В 11 часов мы уехали. Вас. Петр. хотел быть у меня во вторник и взять к себе. Дорогою мы говорили о различных пустяках с Ив. Вас. Я приехал, лег спать — сердце мое было полно радости. Я заснул через полчаса (в час) и уже не помню, что мне снилось, но должно быть приятное (не такое, что бы возбудило поллюцию), потому что я встал весьма радостен и жалел, что Фишеров экзамен помешает мне пробыть у них все время. Пришедши на экзамен к Фишеру, я был так переполнен этим чувством, что не мог удержаться и стал говорить об этом с Корелкиным, хотя вовсе он не кажется мне человеком, с которым я любил бы делить чувства по симпатии, а просто некому сказать, так буду говорить и с кем бы то ни было, хоть сам с собою. Пообедавши дома в самом лучшем расположении духа, я до 5 часов просидел дома, после пошел к Славинскому, где говорил с большим жаром о политике и новых началах и идеях, проповедуемых в Западной Европе, — говорил оттого, что сердце было полно и хотелось поэтому говорить.
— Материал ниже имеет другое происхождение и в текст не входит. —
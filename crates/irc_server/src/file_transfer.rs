//! DCC rendezvous service: a length-prefixed, opcode-tagged binary protocol
//! spoken over its own TCP listener, independent of the IRC connection.
//! Generalizes the teacher's reader/writer task split
//! (`handlers/client.rs::handle_client`) to a raw binary frame reader
//! instead of a line-buffered text reader, and its `ServerState.channels`
//! `DashMap` pattern to a `DashMap<Token, Arc<Pipe>>` pairing table.

use std::sync::Arc;
use std::sync::atomic::{AtomicBool, Ordering};
use std::time::Duration;

use bytes::Bytes;
use dashmap::DashMap;
use log::{debug, info, warn};
use thiserror::Error;
use tokio::io::{AsyncReadExt, AsyncWriteExt};
use tokio::net::{TcpListener, TcpStream};
use tokio::sync::{Notify, mpsc};
use tokio::time::timeout;

pub type Token = [u8; 16];

const OP_HELLO: u8 = 0x01;
const OP_DATA: u8 = 0x02;
const OP_EOF: u8 = 0x03;
const OP_ACK: u8 = 0x04;
const OP_ERROR: u8 = 0x7F;

const PROTOCOL_VERSION: u8 = 1;
const ROLE_SENDER: u8 = 1;
const ROLE_RECEIVER: u8 = 2;

const MAX_CHUNK_LEN: usize = 64 * 1024;
const PIPE_QUEUE_DEPTH: usize = 16;

#[derive(Debug, Error, Clone, Copy, PartialEq, Eq)]
pub enum TransferError {
    #[error("no HELLO received")]
    NoHello,
    #[error("unsupported protocol version")]
    UnknownVersion,
    #[error("unknown role")]
    UnknownRole,
    #[error("unknown opcode")]
    UnknownOp,
    #[error("malformed frame")]
    BadFraming,
    #[error("idle timeout")]
    Timeout,
    #[error("broken pipe")]
    BrokenPipe,
    #[error("a sender is already attached to this token")]
    MultipleSenders,
    #[error("a receiver is already attached to this token")]
    MultipleReceivers,
}

impl TransferError {
    pub fn code(self) -> u16 {
        match self {
            TransferError::NoHello => 1,
            TransferError::UnknownVersion => 2,
            TransferError::UnknownRole => 3,
            TransferError::UnknownOp => 4,
            TransferError::BadFraming => 5,
            TransferError::Timeout => 6,
            TransferError::BrokenPipe => 7,
            TransferError::MultipleSenders => 8,
            TransferError::MultipleReceivers => 9,
        }
    }
}

/// One chunk relayed through a [`Pipe`], or a control signal. `Broken`
/// carries the error that ended one side early so the other side can report
/// the same failure to its own peer instead of reading a bare channel close
/// and assuming a clean EOF.
enum PipeMsg {
    Data(Bytes),
    Eof,
    Broken(TransferError),
}

/// One rendezvous point for a DCC transfer, keyed by the token carried in
/// both sides' HELLO frames. `sender_attached`/`receiver_attached` are
/// compare-and-set gates: a second attempt to bind an already-bound role is
/// rejected with MULTIPLE_SENDERS/MULTIPLE_RECEIVERS rather than silently
/// replacing the existing peer.
///
/// `tx`/`rx` each sit behind a `Mutex<Option<..>>` so a connection whose own
/// side errors out can take and drop (or use) its half explicitly: dropping
/// `rx` makes the sender's next `tx.send()` fail immediately instead of
/// filling the bounded queue and blocking forever, and sending
/// `PipeMsg::Broken` through `tx` wakes a receiver parked on `rx.recv()`
/// instead of leaving it there until the universe ends.
pub struct Pipe {
    sender_attached: AtomicBool,
    receiver_attached: AtomicBool,
    tx: tokio::sync::Mutex<Option<mpsc::Sender<PipeMsg>>>,
    rx: tokio::sync::Mutex<Option<mpsc::Receiver<PipeMsg>>>,
    both_ready: Notify,
}

impl Pipe {
    fn new() -> Arc<Self> {
        let (tx, rx) = mpsc::channel(PIPE_QUEUE_DEPTH);
        Arc::new(Pipe {
            sender_attached: AtomicBool::new(false),
            receiver_attached: AtomicBool::new(false),
            tx: tokio::sync::Mutex::new(Some(tx)),
            rx: tokio::sync::Mutex::new(Some(rx)),
            both_ready: Notify::new(),
        })
    }

    fn attach(&self, role: u8) -> Result<(), TransferError> {
        match role {
            ROLE_SENDER => {
                if self.sender_attached.swap(true, Ordering::AcqRel) {
                    return Err(TransferError::MultipleSenders);
                }
            }
            ROLE_RECEIVER => {
                if self.receiver_attached.swap(true, Ordering::AcqRel) {
                    return Err(TransferError::MultipleReceivers);
                }
            }
            _ => return Err(TransferError::UnknownRole),
        }
        if self.sender_attached.load(Ordering::Acquire) && self.receiver_attached.load(Ordering::Acquire) {
            self.both_ready.notify_waiters();
        }
        Ok(())
    }

    fn both_attached(&self) -> bool {
        self.sender_attached.load(Ordering::Acquire) && self.receiver_attached.load(Ordering::Acquire)
    }
}

pub struct FileTransferService {
    pipes: DashMap<Token, Arc<Pipe>>,
    idle_timeout: Duration,
}

impl FileTransferService {
    pub fn new(idle_timeout_secs: u64) -> Arc<Self> {
        Arc::new(FileTransferService {
            pipes: DashMap::new(),
            idle_timeout: Duration::from_secs(idle_timeout_secs),
        })
    }

    pub async fn run(self: Arc<Self>, bind_address: &str, port: u16) -> std::io::Result<()> {
        let addr = format!("{bind_address}:{port}");
        let listener = TcpListener::bind(&addr).await?;
        info!("FileTransferService listening on {addr}");
        self.serve(listener).await
    }

    /// Runs the accept loop against an already-bound listener, so tests can
    /// bind `127.0.0.1:0` and read back the OS-assigned port.
    pub async fn serve(self: Arc<Self>, listener: TcpListener) -> std::io::Result<()> {
        loop {
            let (socket, peer) = listener.accept().await?;
            let service = self.clone();
            tokio::spawn(async move {
                if let Err(e) = service.handle_connection(socket).await {
                    debug!("DCC connection from {peer} ended: {e}");
                }
            });
        }
    }

    fn get_or_create_pipe(&self, token: Token) -> Arc<Pipe> {
        self.pipes.entry(token).or_insert_with(Pipe::new).clone()
    }

    fn remove_pipe(&self, token: &Token) {
        self.pipes.remove(token);
    }

    async fn handle_connection(&self, mut socket: TcpStream) -> Result<(), TransferError> {
        let (role, token, filename, declared_size) = match read_hello(&mut socket, self.idle_timeout).await {
            Ok(hello) => hello,
            Err(e) => {
                let _ = write_error(&mut socket, e).await;
                return Err(e);
            }
        };
        debug!("DCC HELLO role={role} token={token:02x?} filename={filename} size={declared_size}");

        let pipe = self.get_or_create_pipe(token);
        // Registered before `attach()` so a `notify_waiters()` racing with
        // this task's own subscription is never missed (Notify's documented
        // "notified before polled" guarantee).
        let notified = pipe.both_ready.notified();
        if let Err(e) = pipe.attach(role) {
            let _ = write_error(&mut socket, e).await;
            return Err(e);
        }

        if !pipe.both_attached() {
            if timeout(self.idle_timeout, notified).await.is_err() {
                self.remove_pipe(&token);
                let _ = write_error(&mut socket, TransferError::Timeout).await;
                return Err(TransferError::Timeout);
            }
        }

        let result = if role == ROLE_SENDER {
            self.run_sender(&mut socket, &pipe).await
        } else {
            self.run_receiver(&mut socket, &pipe).await
        };

        if let Err(e) = &result {
            let _ = write_error(&mut socket, *e).await;
            // Unblock whichever side of the pipe is still waiting on us
            // instead of leaving it parked forever.
            if role == ROLE_SENDER {
                if let Some(tx) = pipe.tx.lock().await.take() {
                    let _ = tx.send(PipeMsg::Broken(*e)).await;
                }
            } else {
                *pipe.rx.lock().await = None;
            }
        }
        self.remove_pipe(&token);
        result
    }

    async fn run_sender(&self, socket: &mut TcpStream, pipe: &Arc<Pipe>) -> Result<(), TransferError> {
        let tx = pipe.tx.lock().await.clone().ok_or(TransferError::BrokenPipe)?;
        let mut total: u64 = 0;
        loop {
            let frame = timeout(self.idle_timeout, read_length_prefixed_frame(socket))
                .await
                .map_err(|_| TransferError::Timeout)?
                .map_err(|_| TransferError::BadFraming)?;
            match frame.first().copied() {
                Some(OP_DATA) => {
                    if frame.len() < 5 {
                        return Err(TransferError::BadFraming);
                    }
                    let chunk_len = u32::from_be_bytes(frame[1..5].try_into().unwrap()) as usize;
                    let chunk = &frame[5..];
                    if chunk_len > MAX_CHUNK_LEN || chunk.len() != chunk_len {
                        return Err(TransferError::BadFraming);
                    }
                    total += chunk_len as u64;
                    tx.send(PipeMsg::Data(Bytes::copy_from_slice(chunk)))
                        .await
                        .map_err(|_| TransferError::BrokenPipe)?;
                }
                Some(OP_EOF) => {
                    let _ = tx.send(PipeMsg::Eof).await;
                    break;
                }
                _ => return Err(TransferError::UnknownOp),
            }
        }
        let ack = read_final_ack(socket, self.idle_timeout).await?;
        if ack != total {
            debug!("sender-reported total {total} != receiver ACK {ack}");
        }
        Ok(())
    }

    async fn run_receiver(&self, socket: &mut TcpStream, pipe: &Arc<Pipe>) -> Result<(), TransferError> {
        let mut rx_guard = pipe.rx.lock().await;
        let rx = rx_guard.as_mut().ok_or(TransferError::BrokenPipe)?;
        let mut total: u64 = 0;
        loop {
            match rx.recv().await {
                Some(PipeMsg::Data(chunk)) => {
                    write_data_frame(socket, &chunk).await.map_err(|_| TransferError::BrokenPipe)?;
                    total += chunk.len() as u64;
                }
                Some(PipeMsg::Eof) | None => break,
                Some(PipeMsg::Broken(e)) => return Err(e),
            }
        }
        write_frame(socket, OP_EOF, &[]).await.map_err(|_| TransferError::BrokenPipe)?;
        write_frame(socket, OP_ACK, &total.to_be_bytes()).await.map_err(|_| TransferError::BrokenPipe)?;
        Ok(())
    }
}

async fn read_hello(socket: &mut TcpStream, idle_timeout: Duration) -> Result<(u8, Token, String, u64), TransferError> {
    let frame = timeout(idle_timeout, read_length_prefixed_frame(socket))
        .await
        .map_err(|_| TransferError::Timeout)?
        .map_err(|_| TransferError::BadFraming)?;

    if frame.first().copied() != Some(OP_HELLO) {
        return Err(TransferError::NoHello);
    }
    let body = &frame[1..];
    if body.len() < 1 + 1 + 16 + 2 + 8 {
        return Err(TransferError::BadFraming);
    }
    let version = body[0];
    if version != PROTOCOL_VERSION {
        return Err(TransferError::UnknownVersion);
    }
    let role = body[1];
    if role != ROLE_SENDER && role != ROLE_RECEIVER {
        return Err(TransferError::UnknownRole);
    }
    let mut token = [0u8; 16];
    token.copy_from_slice(&body[2..18]);
    let name_len = u16::from_be_bytes([body[18], body[19]]) as usize;
    if body.len() < 20 + name_len + 8 {
        return Err(TransferError::BadFraming);
    }
    let filename = String::from_utf8(body[20..20 + name_len].to_vec()).map_err(|_| TransferError::BadFraming)?;
    let size_offset = 20 + name_len;
    let declared_size = u64::from_be_bytes(body[size_offset..size_offset + 8].try_into().unwrap());

    Ok((role, token, filename, declared_size))
}

/// Reads the generic `len(u32) | opcode(u8) | payload` envelope and returns
/// `opcode || payload` as one buffer for the caller to interpret.
async fn read_length_prefixed_frame(socket: &mut TcpStream) -> std::io::Result<Vec<u8>> {
    let len = socket.read_u32().await? as usize;
    if len == 0 || len > 1 + MAX_CHUNK_LEN + 64 {
        return Err(std::io::Error::new(std::io::ErrorKind::InvalidData, "frame too large"));
    }
    let mut buf = vec![0u8; len];
    socket.read_exact(&mut buf).await?;
    Ok(buf)
}

async fn read_final_ack(socket: &mut TcpStream, idle_timeout: Duration) -> Result<u64, TransferError> {
    let frame = timeout(idle_timeout, read_length_prefixed_frame(socket))
        .await
        .map_err(|_| TransferError::Timeout)?
        .map_err(|_| TransferError::BadFraming)?;
    if frame.first().copied() != Some(OP_ACK) || frame.len() < 9 {
        return Err(TransferError::BadFraming);
    }
    Ok(u64::from_be_bytes(frame[1..9].try_into().unwrap()))
}

async fn write_frame(socket: &mut TcpStream, opcode: u8, payload: &[u8]) -> std::io::Result<()> {
    let len = (1 + payload.len()) as u32;
    socket.write_u32(len).await?;
    socket.write_u8(opcode).await?;
    socket.write_all(payload).await
}

async fn write_data_frame(socket: &mut TcpStream, chunk: &Bytes) -> std::io::Result<()> {
    let mut payload = Vec::with_capacity(4 + chunk.len());
    payload.extend_from_slice(&(chunk.len() as u32).to_be_bytes());
    payload.extend_from_slice(chunk);
    write_frame(socket, OP_DATA, &payload).await
}

async fn write_error(socket: &mut TcpStream, err: TransferError) -> std::io::Result<()> {
    warn!("DCC transfer error: {err}");
    write_frame(socket, OP_ERROR, &err.code().to_be_bytes()).await
}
В 9 часов воротился домой, и вечер понедельника провел в самом приятном, сладком расположении духа, так что писать когда стал своим, начал было с жару писать об этой свадьбе, но, конечно, тотчас бросил и начал другое письмо; начало этого прежнего цело.
Утром был у Ворониных, после в почтамте, после у Тушева и Корелкина, после переписывал Куторгины лекции, на которых я не был, после отправился к Фурсову за шинелью. Эти вещи не дали мне сосредоточиться поутру, и я развлекся. Так в 4 часа воротился я домой от Фурсова во вторник; дорогою стал сосредоточиваться и снова явилась радость. В половине 6-го пришел Вас. Петр., говорит: «Моя жена до сих пор девушка; боится; во мне большая перемена нравственная, — это существо вовсе не такое ограниченное, как я думал; напротив того, в ней много ума, весьма много, и чрезвычайно много естественного благородства во всем, даже в манерах (это я-то заметил и в день свадьбы), и она будет иметь на меня чрезвычайное влияние, я с нею буду счастлив, она чрезвычайно любит меня; правда, она не образована, но этому легко пособить, у нее большие способности, и она весьма мила; я ее буду любить и теперь неравнодушен. Начинаю быть деятельным».
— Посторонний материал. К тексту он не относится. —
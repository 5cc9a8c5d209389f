//! Nickname/channel syntax validation, shared by server registration and
//! client-side pre-flight checks. Mirrors the predicate-function style of
//! the teacher's `parsers.rs` (`is_channel_mode`, `is_nick_char`, ...).

const NICK_FIRST: &str = "[]\\`_^{|}";
const NICK_REST_EXTRA: &str = "[]\\`_^{|}-";

fn is_nick_first_char(c: char) -> bool {
    c.is_ascii_alphabetic() || NICK_FIRST.contains(c)
}

fn is_nick_rest_char(c: char) -> bool {
    c.is_ascii_alphanumeric() || NICK_REST_EXTRA.contains(c)
}

/// Validates a nickname against `[A-Za-z\[\]\\`_^{|}][A-Za-z0-9\[\]\\`_^{|}-]*`,
/// bounded to `max_len` characters (ISUPPORT `NICKLEN`).
pub fn is_valid_nickname(nick: &str, max_len: usize) -> bool {
    if nick.is_empty() || nick.chars().count() > max_len {
        return false;
    }
    let mut chars = nick.chars();
    match chars.next() {
        Some(c) if is_nick_first_char(c) => {}
        _ => return false,
    }
    chars.all(is_nick_rest_char)
}

/// Validates a channel name: sigil in `#&+!` followed by at least one byte,
/// bounded to `max_len` characters (ISUPPORT `CHANNELLEN`), and containing
/// none of the wire-forbidden bytes (space, comma, control chars, `:`).
pub fn is_valid_channel_name(name: &str, chantypes: &str, max_len: usize) -> bool {
    if name.chars().count() < 2 || name.chars().count() > max_len {
        return false;
    }
    let mut chars = name.chars();
    let sigil = chars.next().unwrap();
    if !chantypes.contains(sigil) {
        return false;
    }
    chars.all(|c| !c.is_control() && c != ' ' && c != ',' && c != ':')
}

#[cfg(test)]
mod tests {
    use super::*;

    #[test]
    fn plain_nick_is_valid() {
        assert!(is_valid_nickname("alice", 9));
    }

    #[test]
    fn ten_char_nick_rejected_at_len_9() {
        assert!(!is_valid_nickname("alicealice", 9));
    }

    #[test]
    fn nick_with_digit_first_char_rejected() {
        assert!(!is_valid_nickname("1alice", 9));
    }

    #[test]
    fn nick_with_special_first_char_accepted() {
        assert!(is_valid_nickname("[alice]", 9));
    }

    #[test]
    fn channel_name_needs_sigil_and_body() {
        assert!(is_valid_channel_name("#room", "#&", 50));
        assert!(!is_valid_channel_name("room", "#&", 50));
        assert!(!is_valid_channel_name("#", "#&", 50));
    }
}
Это все вместе меня весьма обрадовало: во-первых, что он будет счастлив, она тоже. Во-вторых, что, несмотря на то, что теперь любит ее и любит не только с физической стороны, как раньше, он говорит мне вещи такие, как что она еще девушка, — это показалось мне ручательством за то, что он действительно расположен ко мне; однако я сказал: «Вы не должны говорить ни другим кому, ни мне вещи такой, что, например, она еще девушка: после, может быть, вам самому будет неловко смотреть на человека, которому вы сказали это и так доверялись».
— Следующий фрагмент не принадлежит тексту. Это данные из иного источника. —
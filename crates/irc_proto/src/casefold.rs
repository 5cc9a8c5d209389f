//! Byte-table-driven nickname/channel casefolding.
//!
//! Three mappings are supported, matching the `CASEMAPPING` values a real
//! network advertises: `ascii`, `rfc1459`, and `rfc1459-strict`. Folding is
//! pure, allocation-bounded (one output byte per input byte) and
//! idempotent: `fold(fold(x)) == fold(x)`.

/// Which ISUPPORT `CASEMAPPING` table to use when comparing nicknames and
/// channel names.
#[derive(Debug, Clone, Copy, PartialEq, Eq, Hash)]
pub enum CaseMapping {
    Ascii,
    Rfc1459,
    Rfc1459Strict,
}

impl CaseMapping {
    /// Parses the value of an ISUPPORT `CASEMAPPING=...` token. Returns
    /// `None` for unknown mapping names.
    pub fn from_isupport_str(s: &str) -> Option<Self> {
        match s {
            "ascii" => Some(Self::Ascii),
            "rfc1459" => Some(Self::Rfc1459),
            "rfc1459-strict" => Some(Self::Rfc1459Strict),
            _ => None,
        }
    }

    pub fn as_isupport_str(self) -> &'static str {
        match self {
            Self::Ascii => "ascii",
            Self::Rfc1459 => "rfc1459",
            Self::Rfc1459Strict => "rfc1459-strict",
        }
    }

    fn fold_byte(self, b: u8) -> u8 {
        if b.is_ascii_uppercase() {
            return b.to_ascii_lowercase();
        }
        match self {
            Self::Ascii => b,
            Self::Rfc1459 => match b {
                b'[' => b'{',
                b']' => b'}',
                b'\\' => b'|',
                b'~' => b'^',
                _ => b,
            },
            Self::Rfc1459Strict => match b {
                b'[' => b'{',
                b']' => b'}',
                b'\\' => b'|',
                _ => b,
            },
        }
    }

    /// Folds a nickname: every byte is mapped per the table. Bytes `>= 128`
    /// (non-ASCII) pass through unchanged.
    pub fn normalize_nick(self, s: &str) -> String {
        s.bytes().map(|b| self.fold_byte(b) as char).collect()
    }

    /// Folds a channel name: the first byte (the sigil `#`/`&`/`+`/`!`) is
    /// preserved verbatim; the remainder is folded.
    pub fn normalize_channel(self, s: &str) -> String {
        let mut chars = s.chars();
        match chars.next() {
            Some(sigil) => {
                let rest: String = chars
                    .map(|c| {
                        if c.is_ascii() {
                            self.fold_byte(c as u8) as char
                        } else {
                            c
                        }
                    })
                    .collect();
                let mut out = String::with_capacity(s.len());
                out.push(sigil);
                out.push_str(&rest);
                out
            }
            None => String::new(),
        }
    }
}

#[cfg(test)]
mod tests {
    use super::*;

    #[test]
    fn ascii_only_lowercases() {
        assert_eq!(CaseMapping::Ascii.normalize_nick("Alice[Bot]"), "alice[bot]");
    }

    #[test]
    fn rfc1459_maps_brackets_and_tilde() {
        let folded = CaseMapping::Rfc1459.normalize_nick("Alice[]\\~");
        assert_eq!(folded, "alice{}|^");
    }

    #[test]
    fn rfc1459_strict_leaves_tilde() {
        let folded = CaseMapping::Rfc1459Strict.normalize_nick("Alice~");
        assert_eq!(folded, "alice~");
    }

    #[test]
    fn channel_sigil_preserved() {
        assert_eq!(CaseMapping::Rfc1459.normalize_channel("#FooBar"), "#foobar");
        assert_eq!(CaseMapping::Rfc1459.normalize_channel("&Hi[]"), "&hi{}");
    }

    #[test]
    fn idempotent_for_all_mappings() {
        let inputs = ["Alice[]\\~", "#Test{Channel}", "plain"];
        for mapping in [
            CaseMapping::Ascii,
            CaseMapping::Rfc1459,
            CaseMapping::Rfc1459Strict,
        ] {
            for input in inputs {
                let once = mapping.normalize_nick(input);
                let twice = mapping.normalize_nick(&once);
                assert_eq!(once, twice, "not idempotent for {mapping:?} / {input}");
            }
        }
    }

    #[test]
    fn high_bytes_pass_through() {
        assert_eq!(CaseMapping::Ascii.normalize_nick("café"), "café");
    }

    #[test]
    fn unknown_mapping_name_is_none() {
        assert!(CaseMapping::from_isupport_str("utf8").is_none());
    }
}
Я нашел, что привязан к нему несравненно больше, чем думал, потому что эти вещи так могут занимать меня, что я думаю о них почти так же и сильно, и постоянно, как думал раньше о себе и своем изобретении 1
и о том, что я сосуд божий, и проч., — значит, я не так в сущности холоден ко всем, кроме себя, и не такой эгоист, как раньше думал; меня обрадовало и то, что физическая сторона во всех не так сильна, как обыкновенно думают, и что это поддерживает мое постоянное мнение о девушках, на которых, с одной стороны, я смотрю как-то слишком платонически и считаю их более, чем обыкновенно думают, доступными влиянию в обыденной жизни и выходе замуж других чувств, а не физической потребности любви. И как один из примеров и доказательств, что есть такие женщины и девушки, как я думаю про бо̀льшую часть их (пока не увлекутся они испорченностью жизни и не охладеют постепенно), мне стала мила Надежда Егоровна, мил и Василий Петрович, которые доказывают и служат примером моему взгляду на молодых людей.